Wes Walz found a video replay recently of the Wild's stunning upset of the Colorado Avalanche in Game 7 of the 2003 playoffs. One specific moment in that game has remained in his mind's eye all these years later.

Andrew Brunette's overtime winner? Yes, of course, but something else, too. Walz can't forget what tough guy teammate Matt Johnson did earlier in the game.

Johnson dived onto the ice headfirst to block a slap shot. The puck ricocheted off his helmet.

The play happened right in front of Walz on the bench.

"We were like, I cannot believe what I just saw," Walz recalled this past week. "It didn't really surprise us though."

This is just what hockey players do, especially in the Stanley Cup playoffs. They throw their bodies in front of pucks traveling at a high rate of speed, knowing the pain that comes with it is worth the investment to prevent a goal.

"These guys are brave, and they're committed to it, and that's what it takes to win," Wild General Manager Bill Guerin said. "You have to do it."

The long grind in pursuit of the Stanley Cup begins this weekend. The willingness to play while dealing with an assortment of injuries is part of hockey's fabric. Broken bones and torn ligaments become a badge of honor.

Blocking shots brings more bruises than glory, but along with it comes immense respect from peers. When an opponent winds up to take a slap shot, players don't even flinch in turning their body into a bull's-eye.

"It doesn't feel great," Wild defenseman Zach Bogosian said. "But with every good thing there is, there comes a little bit of pain."

Sure, players wear pads as protection, but pads don't cover every part of their body. And pucks have a dastardly way of finding exposed areas.

Every hockey player has personal stories about blocked shots.

Walz: "I cracked my cheekbone one year from getting a puck to the face."

Bogosian: "I've broken feet and hands and basically everything that you can think of."

Wild defenseman Jake Middleton: "There is a nerve on the outside of your knee. If it hits there, your whole leg kind of shuts down for about 10 minutes. That's a little scary."
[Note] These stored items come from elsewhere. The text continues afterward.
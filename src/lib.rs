//! # handlerbus
//!
//! **handlerbus** provides the handler containers behind an in-process event
//! bus: one container per bus address, holding the handlers connected to it.
//!
//! Containers are the storage layer only. They link and unlink handlers, keep
//! a deterministic dispatch order, count external references so an address
//! can be retired once nobody uses it, and tolerate handlers that connect or
//! disconnect while a dispatch is iterating them.
//!
//! ## Architecture
//! ### Overview
//! ```text
//! ┌─────────────────────────────────────────────────────────────┐
//! │  Bus<T: BusTraits>                                          │
//! │  - address table: BusId ─► Rc<RefCell<HandlerContainer>>    │
//! │  - bind / connect / event / broadcast / enumerate           │
//! └──────┬──────────────────────┬──────────────────────┬────────┘
//!        ▼                      ▼                      ▼
//! ┌──────────────┐      ┌──────────────┐      ┌──────────────┐
//! │ Container #1 │      │ Container #2 │      │ Container #3 │
//! │ ContainerBase│      │ ContainerBase│      │ ContainerBase│
//! │  bus_id, rc  │      │  bus_id, rc  │      │  bus_id, rc  │
//! │ Single       │      │ Multiple     │      │ Ordered<C>   │
//! │  (0..=1)     │      │  newest first│      │  by C::less  │
//! └──────┬───────┘      └──────┬───────┘      └──────┬───────┘
//!        ▼                     ▼                     ▼
//!    Weak<H>            Weak<H> ─ Weak<H>     Weak<H> ─ Weak<H>
//! ```
//!
//! ### Lifecycle of an address
//! ```text
//! bind(id) / connect(id, h) ──► find_or_create ──► add_ref
//!
//!   dispatch:  BusPtr held ─► open cursor ─► advance ─► handler runs
//!                                              ▲            │
//!                                              └────────────┘ (erase fixes cursors)
//!
//! drop(BusPtr) / drop(Connection) ──► release
//!   └─ ref_count == 0 && no handlers ──► retire from the table
//! ```
//!
//! ## Features
//! | Area            | Description                                              | Key types / traits                                  |
//! |-----------------|----------------------------------------------------------|-----------------------------------------------------|
//! | **Containers**  | Per-address handler storage with fixed dispatch order.   | [`HandlerContainer`], [`HandlerStorage`]            |
//! | **Policies**    | One handler, many handlers, or many in comparator order. | [`Single`], [`Multiple`], [`Ordered`]               |
//! | **Ordering**    | Comparator adapters over a handler-supplied key.         | [`HandlerCompare`], [`Compare`], [`CompareDefault`] |
//! | **Identity**    | Bus id plus atomic ref count; hash/eq by id.             | [`ContainerBase`], [`BusIdHash`], [`bus_id_eq`]     |
//! | **Bus**         | Address table, connections and dispatch.                 | [`Bus`], [`BusTraits`], [`BusPtr`], [`Connection`]  |
//! | **Errors**      | Contract violations and how they are reported.           | [`ContractViolation`], [`ViolationMode`]            |
//! | **Config**      | Runtime settings applied to each new address.            | [`BusConfig`]                                       |
//!
//! ## Example
//! ```rust
//! use std::sync::Arc;
//! use handlerbus::{AddressPolicy, Bus, BusConfig, BusTraits, Compare, Ordered};
//!
//! trait Input: Compare<Order = i32> {
//!     fn key(&self, code: u32) -> bool;
//! }
//!
//! struct InputBus;
//! impl BusTraits for InputBus {
//!     type Handler = dyn Input;
//!     type BusId = ();
//!     type Storage = Ordered<dyn Input>;
//!     const ADDRESS_POLICY: AddressPolicy = AddressPolicy::Single;
//! }
//!
//! struct Layer(i32);
//! impl Compare for Layer {
//!     type Order = i32;
//!     fn order(&self) -> i32 { self.0 }
//! }
//! impl Input for Layer {
//!     fn key(&self, _code: u32) -> bool { self.0 == 0 }
//! }
//!
//! let bus = Bus::<InputBus>::new(BusConfig::named("input"));
//! let menu: Arc<dyn Input> = Arc::new(Layer(0));
//! let game: Arc<dyn Input> = Arc::new(Layer(10));
//! let _game = bus.connect((), &game);
//! let _menu = bus.connect((), &menu);
//!
//! // The menu layer sorts first and consumes the key.
//! let consumed = !bus.enumerate_handlers(|h| !h.key(27));
//! assert!(consumed);
//! ```
mod bus;
mod containers;
mod error;
mod nodes;
mod policies;

// ---- Public re-exports ----

pub use bus::{Bus, BusConfig, BusContainer, BusPtr, BusTraits, Connection};
pub use containers::{
    bus_id_eq, BusIdHash, Compare, CompareDefault, ContainerBase, CursorId, HandlerCompare,
    HandlerContainer, HandlerStorage, Iter, Multiple, Ordered, Single,
};
pub use error::ContractViolation;
pub use nodes::NodeKey;
pub use policies::{AddressPolicy, HandlerPolicy, ViolationMode};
Former Wild assistant coach Mike Ramsey: "I lost four teeth in Vancouver. I got it in the mouth. You know you lost teeth because you get that chalky [taste] in your mouth. You're going, 'That hurt, but I'm OK.' "

Blocks often happen when a player gets out of position and is scrambling to take away a shooting lane. Players say technique is involved but "you need a little bit of luck," Walz said.

"Hit you in the right spot," he said.

If it doesn't, this is how the scene normally unfolds: A player hobbles off the ice to the bench, disappears briefly down the tunnel to the locker room and then returns to the ice for a shift in a matter of minutes.

"If it hits you in a good spot, it doesn't really feel like anything," Middleton said. "If it hits you in a bad spot, it's a pretty agonizing pain. But it goes away quick."

Occasionally, the damage does not disappear quickly.

"They don't see you at home reading a book to your 5-year-old son with your leg elevated while you're icing," Walz said. "And then trying to get your foot in the boot the next day so you can play and do it again."

Walz called Ramsey one of the "best shot blockers of all time." The former NHL defenseman, Olympic gold medalist and Wild assistant said all players have specialties. His was blocking shots.

"It wasn't scoring goals," Ramsey joked.

Blocking shots is a skill, Ramsey said, that requires timing and technique. He honed his craft as a kid playing hockey with a tennis ball at Hiawatha Park in Minneapolis. Over time, blocking shots just became instinctive, not something that required a thought process.

The only difference?

"The puck hurt little bit more than a tennis ball," he said.

Ramsey noted that adrenaline in the moment serves a valuable purpose.

"If you got hit by pucks like that walking down the street, you would probably go to the hospital," he said. "But you're in a certain frame of mind and environment where it's, 'OK, I'm all right' and just keep going."

A comes-with-the-territory attitude exists in this area. Don't think, just react, deal with the pain, hope nothing gets broken.

"If you see something rolling in 90 miles per hour," Middleton said, "just get in front of it."

Said Wild captain Jared Spurgeon: "Some guys shoot harder than others."

The reaction to a timely block is universal. A jolt of emotion surges across a team's bench as a scoring change gets thwarted.

"It's probably one of the most selfless things you can do," Wild coach John Hynes said, "because you're putting yourself in harm's way for the good of the team."

A block shot prevents a goal, and one goal might be the difference in a game. Those plays become magnified in the playoffs because one goal can change an entire series.

"I know they pay goalies a lot of money now," Bogosian said, "but adding a second layer is always better than one."

Even if that means getting blasted in the foot or tasting broken teeth in their mouth.